庄内では「温海カブ」をはじめ赤カブの栽培が盛んだ。温海カブが頭にあるため、白カブの旬も秋だと思いこんでいた。「次の農の国、白カブはいかがでしょう」というメールを県庄内総合支庁酒田農業技術普及課の地域支援専門員からいただき、「へーっ」と思いながら、酒田市八幡地域の産直たわわに出荷している池田良之さん=北平沢=を訪ねた。
「今の時期の白カブは甘くておいしいんですよ。うちでは火を入れて総菜にして食べることが多いです」。出迎えた池田さんが教えてくれた。なるほど冬が旬なのかと納得した。
白カブは、葉の部分にビタミンAやカルシウムを多く含み、実の部分はビタミンCや消化酵素のジアスターゼが豊富なのだそうだ。大根より甘みがあり、食物繊維も多い。体にやさしい野菜と言える。
思い浮かべる料理は浅漬けをはじめとした漬け物だろう。わが家でもキュウリと一緒に浅漬けにすることは多い。しかし、今の時期のキュウリは高い。しかも県外産だ。どんな料理があるのだろう。
疑問を口にすると「うちでよく食べるのが、鳥の手羽先と四つ切りにした大きめの白カブをしょうゆで味付けした煮物です。2cmほどの厚さに切り、フライパンで焼き、肉みそかユズみそをのせるのもおいしい。いためてナスの田楽みたいにするのもいいのではないでしょうか」という答えが返ってきた。たわわのスタッフは、クリーム煮にも入れているそうだ。
料理する際の注意点として「火が入りすぎると、とろとろに溶けてしまいますよ」とアドバイスしてくれた。葉の部分はどうするか。「うちでは葉はあまり食べませんが、みそ汁には根元に近い部分を一緒に入れます。漬け物にできるぐらいですから生でも食べられますよ」。新鮮なカブをサラダなどにして生で食べるのもよし。
ハウス栽培の白カブは10月末に種をまく。池田さんの場合は元肥だけで追肥はしない。「葉が焼けてしまうのが心配」だからだ。農薬は使わず、自家製の竹炭を土に入れている。新鮮なカブの見分け方は「表面がつるっとしていて張りがあり、茎がしゃきっとしているものを選んで」と教えてくれた。
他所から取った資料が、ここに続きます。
use std::fmt;

use bytes::Bytes;

/// The body of a request.
///
/// Bodies built from buffered data (strings, byte vectors) are reusable:
/// they can be replayed when a 307/308 redirect requires resending. A body
/// wrapping an arbitrary stream is sent as-is and cannot be replayed; a
/// redirect that would need to resend it returns the redirect response
/// instead of following it.
pub struct Body {
    inner: Inner,
}

enum Inner {
    Reusable(Bytes),
    Streaming(hyper::Body),
}

impl Body {
    /// An empty body.
    pub fn empty() -> Body {
        Body {
            inner: Inner::Reusable(Bytes::new()),
        }
    }

    /// Wrap an engine body stream. The result is not replayable.
    pub fn wrap(body: hyper::Body) -> Body {
        Body {
            inner: Inner::Streaming(body),
        }
    }

    /// The buffered contents, if this body is replayable.
    pub(crate) fn as_reusable(&self) -> Option<&Bytes> {
        match self.inner {
            Inner::Reusable(ref bytes) => Some(bytes),
            Inner::Streaming(..) => None,
        }
    }

    pub(crate) fn into_engine(self) -> hyper::Body {
        match self.inner {
            Inner::Reusable(bytes) if bytes.is_empty() => hyper::Body::empty(),
            Inner::Reusable(bytes) => hyper::Body::from(bytes),
            Inner::Streaming(body) => body,
        }
    }
}

impl From<Bytes> for Body {
    fn from(bytes: Bytes) -> Body {
        Body {
            inner: Inner::Reusable(bytes),
        }
    }
}

impl From<Vec<u8>> for Body {
    fn from(vec: Vec<u8>) -> Body {
        Body {
            inner: Inner::Reusable(vec.into()),
        }
    }
}

impl From<String> for Body {
    fn from(s: String) -> Body {
        Body {
            inner: Inner::Reusable(s.into()),
        }
    }
}

impl From<&'static str> for Body {
    fn from(s: &'static str) -> Body {
        Body {
            inner: Inner::Reusable(Bytes::from_static(s.as_bytes())),
        }
    }
}

impl From<&'static [u8]> for Body {
    fn from(bytes: &'static [u8]) -> Body {
        Body {
            inner: Inner::Reusable(Bytes::from_static(bytes)),
        }
    }
}

impl From<hyper::Body> for Body {
    fn from(body: hyper::Body) -> Body {
        Body::wrap(body)
    }
}

impl Default for Body {
    fn default() -> Body {
        Body::empty()
    }
}

impl fmt::Debug for Body {
    fn fmt(&self, f: &mut fmt::Formatter) -> fmt::Result {
        match self.inner {
            Inner::Reusable(ref bytes) => f.debug_tuple("Body").field(&bytes.len()).finish(),
            Inner::Streaming(..) => f.pad("Body(Streaming)"),
        }
    }
}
池田さんのおすすめレシピは白カブのひき肉みそ和え。新鮮なカブをさっといためるのがコツ。取材の後、フライパンにバターを入れ、いためたカブと茎を食べてみた。甘みがあり、「これがカブか」という驚きの味だった。たわわでは3玉100円で今月末まで販売している。
白カブ、ひき肉100g、みそ大さじ3,砂糖大さじ1、みりん大さじ1、酒小さじ2、水あめ大さじ1/2、かたくり粉小さじ1
【メモ】 ユズみそで代用してもよい。